Wednesday, August 11, 2010

dumbo

Just realized I had this picture of the old guy. Pretty sure it's the last one ever taken of him. I took him to my friend Ronda's farm to stay for a couple weeks while the rest of us traveled south. He liked car rides, but we didn't think he'd be welcome on Beale Street, Bourbon Street or most of the other streets we visited, so he had to stay behind. I knew he didn't mind because he loved Ronda and loved her farm. In payment for a couple weeks of dog-sitting i agreed to help cut thistles out of her pasture. There are a lot worse things I could do on a hot June day, fresh into vacation and ready to start the summer with a good sweat. We loaded up her truck with tools and headed into the field, five dogs rambling through the tall grass along side us. We worked hard and the few hours passed quickly. Work is easy when vacation has just started. The old fella wandered a bit, but mostly just laid in the grass and watched us pull the fat thorn bushes from the black dirt. On the way back to the house I sat on the bed of Ronda's old Ford, sipping water, invigorated by midwestern dirt on my skin. As the truck sputtered its way up the grassy hill, I saw his old black body emerge from the grass and follow along. As we picked up speed, so did he. To my amazement, his gait quickened from a fast stroll to a slow trot to a full on run. Here was a dog who'd been in our lives for over a year and I had never, ever seen him run. Seriously, never. The closest we'd seen was an ill fated trip to the park to introduce him to the concept of "fetch". We threw the ball a few times, only to have him saunter to it, pop it with his old teeth and lay down, comfortable and content. Here was our aged friend, sprinting along side a pickup through a Wisconsin field, not far from the place he wandered into our lives a year before. His tongue flopped out of time with his ears as he bounded puppy-like through that green field. I remember thinking how happy he looked, maybe as happy as I'd ever seen.
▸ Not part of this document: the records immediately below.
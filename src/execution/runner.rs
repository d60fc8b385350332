//! Run state machine
//!
//! A run walks the graph one node at a time. Each visited node is
//! recognized against fresh captures until it matches or its retry budget
//! runs out; a match dispatches the node's action and moves on to its `next`
//! candidates, which are tried strictly in declared order.

use crate::controller::{BoundController, RunLease};
use crate::core::{
    ActionOutcome, EngineSettings, ErrorKind, ExecutionContext, FinalState, Match, NodeOutcome,
    OutcomeError, PipelineGraph, PipelineNode, RecognitionOutcome, RunResult, RunState,
};
use crate::execution::{
    dispatcher::ActionDispatcher,
    engine::{EventBus, ExecutionEvent},
    policy::NodePolicy,
};
use crate::recognition::{RecognitionError, Recognizer};
use chrono::Utc;
use std::sync::Arc;
use std::time::Duration;
use tokio_util::sync::CancellationToken;
use tracing::{debug, error, info, warn};

/// Result of evaluating one node
enum NodeStep {
    /// Matched and acted
    Advanced,
    /// Budget ran out without a match
    Exhausted { attempts: u32 },
    /// The run is over
    Finished(FinalState),
}

/// Result of a single recognition attempt
enum Attempt {
    Matched(Match),
    Missed(Option<OutcomeError>),
    Fatal(OutcomeError),
    Cancelled,
}

/// Everything one run needs; owns the controller lease for the run's lifetime
pub(crate) struct Runner {
    pub graph: Arc<PipelineGraph>,
    pub lease: RunLease,
    pub recognizer: Arc<dyn Recognizer>,
    pub dispatcher: Arc<ActionDispatcher>,
    pub settings: Arc<EngineSettings>,
    pub cancel: CancellationToken,
    pub events: EventBus,
}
Ronda and I sat on her deck for a few hours, sipping fruity summertime drinks and chatting about upcoming travels and adventures and love of the summer months. Duke sat by our feet, sleeping mostly, with the occasional jerk from a dream, probably dreams about his days as a puppy.
I walked down Ronda's gravel road to my jeep with the old guy close behind. I opened the door but he didn't try to get in like usual, he just stood there looking at me, mouth open, tongue out, eyes wide. I cupped his hard head in my hands and rubbed my face in his. I told him I loved him and if he needed to go, he was in the right place to let go. Ronda asked why I would say that sort of thing, but I had no answer. It just came out because, I suppose, it felt right.
A few days later while driving through Mississippi we got the message he let go. On a Tuesday afternoon he walked back into this pasture with Ronda, laid down in the afternoon sun and gave up his old lumpy body to stay in the puppy dream. Logic says an old dog just dies, without much thought or circumstance. My romantic side says he knew it was his time and was hanging on, waiting for me to tell him it was ok, which I did that afternoon on the gravel driveway. Regardless, taking his last breath in the summer grass under a Wisconsin sun, feeling as loved as he'd probably ever felt, is a damn good way to go.
Today under the August sun, vacation adventures over, emotional roller coaster at its deepest trough and consumed with questions of love and life, I miss his hard head and bad breath and simplicity. I miss his uneven patches of black and gray, his selective deafness and even his clumsiness. But most of all, I miss his love. The give and the take of his pure, wide-eyed uncomplicated love.
I hope that puppy body is drinking cold spring water and chasing bugs, old buddy.